--- Provided records ---

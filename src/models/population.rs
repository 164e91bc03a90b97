//! Population model.
//!
//! An ordered collection of individuals sharing a `population_id` and a
//! generation counter. Created once per experiment and mutated in place
//! across generations.

use serde::{Deserialize, Serialize};

use super::Individual;

/// The set of individuals under evolution in one generation.
///
/// Invariant: all members share the same rule count. Ranking is by
/// ascending fitness (lower = better), ties broken by `individual_id`
/// so runs with a fixed seed are deterministic.
#[derive(Debug, Clone, Serialize, Deserialize)]
pub struct Population {
    /// Experiment-wide identifier, shared by all members.
    pub population_id: u32,
    /// Completed evaluate→select→breed cycles.
    pub generation: u32,
    /// Current members.
    pub individuals: Vec<Individual>,
}

impl Population {
    /// Creates generation zero from the seed individuals.
    pub fn new(population_id: u32, individuals: Vec<Individual>) -> Self {
        Self {
            population_id,
            generation: 0,
            individuals,
        }
    }

    /// Number of members.
    pub fn len(&self) -> usize {
        self.individuals.len()
    }

    /// True when the population has no members.
    pub fn is_empty(&self) -> bool {
        self.individuals.is_empty()
    }

    /// Shared rule count, or `None` for an empty population.
    pub fn rule_count(&self) -> Option<usize> {
        self.individuals.first().map(Individual::rule_count)
    }

    /// True when every member has a fitness value.
    ///
    /// Selection must not start until this holds — the evaluating phase
    /// is a synchronization barrier.
    pub fn all_evaluated(&self) -> bool {
        self.individuals.iter().all(|i| i.fitness.is_some())
    }

    /// Best evaluated member: lowest fitness, ties broken by id.
    pub fn best(&self) -> Option<&Individual> {
        self.individuals
            .iter()
            .filter(|i| i.fitness.is_some())
            .min_by(|a, b| {
                let fa = a.fitness.unwrap_or(f64::INFINITY);
                let fb = b.fitness.unwrap_or(f64::INFINITY);
                fa.total_cmp(&fb)
                    .then_with(|| a.individual_id.cmp(&b.individual_id))
            })
    }

    /// Members ranked by ascending fitness, unevaluated members excluded.
    pub fn ranked(&self) -> Vec<&Individual> {
        let mut ranked: Vec<&Individual> = self
            .individuals
            .iter()
            .filter(|i| i.fitness.is_some())
            .collect();
        ranked.sort_by(|a, b| {
            let fa = a.fitness.unwrap_or(f64::INFINITY);
            let fb = b.fitness.unwrap_or(f64::INFINITY);
            fa.total_cmp(&fb)
                .then_with(|| a.individual_id.cmp(&b.individual_id))
        });
        ranked
    }

    /// Records a fitness value for the member with the given id.
    ///
    /// Returns false if no such member exists.
    pub fn set_fitness(&mut self, individual_id: u32, fitness: f64) -> bool {
        match self
            .individuals
            .iter_mut()
            .find(|i| i.individual_id == individual_id)
        {
            Some(individual) => {
                individual.fitness = Some(fitness);
                true
            }
            None => false,
        }
    }

    /// Replaces the members with the next generation and increments the
    /// generation counter.
    pub fn advance(&mut self, next_generation: Vec<Individual>) {
        self.individuals = next_generation;
        self.generation += 1;
    }
}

---

### Required work
Write all of the data above again, exactly as given.

### Written solution
filename src/models/population.rs
repository 164e91bc03a90b97
//! Population model.
//!
//! An ordered collection of individuals sharing a `population_id` and a
//! generation counter. Created once per experiment and mutated in place
//! across generations.

use serde::{Deserialize, Serialize};

use super::Individual;

/// The set of individuals under evolution in one generation.
///
/// Invariant: all members share the same rule count. Ranking is by
/// ascending fitness (lower = better), ties broken by `individual_id`
/// so runs with a fixed seed are deterministic.
#[derive(Debug, Clone, Serialize, Deserialize)]
pub struct Population {
    /// Experiment-wide identifier, shared by all members.
    pub population_id: u32,
    /// Completed evaluate→select→breed cycles.
    pub generation: u32,
    /// Current members.
    pub individuals: Vec<Individual>,
}

impl Population {
    /// Creates generation zero from the seed individuals.
    pub fn new(population_id: u32, individuals: Vec<Individual>) -> Self {
        Self {
            population_id,
            generation: 0,
            individuals,
        }
    }

    /// Number of members.
    pub fn len(&self) -> usize {
        self.individuals.len()
    }

    /// True when the population has no members.
    pub fn is_empty(&self) -> bool {
        self.individuals.is_empty()
    }

    /// Shared rule count, or `None` for an empty population.
    pub fn rule_count(&self) -> Option<usize> {
        self.individuals.first().map(Individual::rule_count)
    }

    /// True when every member has a fitness value.
    ///
    /// Selection must not start until this holds — the evaluating phase
    /// is a synchronization barrier.
    pub fn all_evaluated(&self) -> bool {
        self.individuals.iter().all(|i| i.fitness.is_some())
    }

    /// Best evaluated member: lowest fitness, ties broken by id.
    pub fn best(&self) -> Option<&Individual> {
        self.individuals
            .iter()
            .filter(|i| i.fitness.is_some())
            .min_by(|a, b| {
                let fa = a.fitness.unwrap_or(f64::INFINITY);
                let fb = b.fitness.unwrap_or(f64::INFINITY);
                fa.total_cmp(&fb)
                    .then_with(|| a.individual_id.cmp(&b.individual_id))
            })
    }

    /// Members ranked by ascending fitness, unevaluated members excluded.
    pub fn ranked(&self) -> Vec<&Individual> {
        let mut ranked: Vec<&Individual> = self
            .individuals
            .iter()
            .filter(|i| i.fitness.is_some())
            .collect();
        ranked.sort_by(|a, b| {
            let fa = a.fitness.unwrap_or(f64::INFINITY);
            let fb = b.fitness.unwrap_or(f64::INFINITY);
            fa.total_cmp(&fb)
                .then_with(|| a.individual_id.cmp(&b.individual_id))
        });
        ranked
    }

    /// Records a fitness value for the member with the given id.
    ///
    /// Returns false if no such member exists.
    pub fn set_fitness(&mut self, individual_id: u32, fitness: f64) -> bool {
        match self
            .individuals
            .iter_mut()
            .find(|i| i.individual_id == individual_id)
        {
            Some(individual) => {
                individual.fitness = Some(fitness);
                true
            }
            None => false,
        }
    }

    /// Replaces the members with the next generation and increments the
    /// generation counter.
    pub fn advance(&mut self, next_generation: Vec<Individual>) {
        self.individuals = next_generation;
        self.generation += 1;
    }
}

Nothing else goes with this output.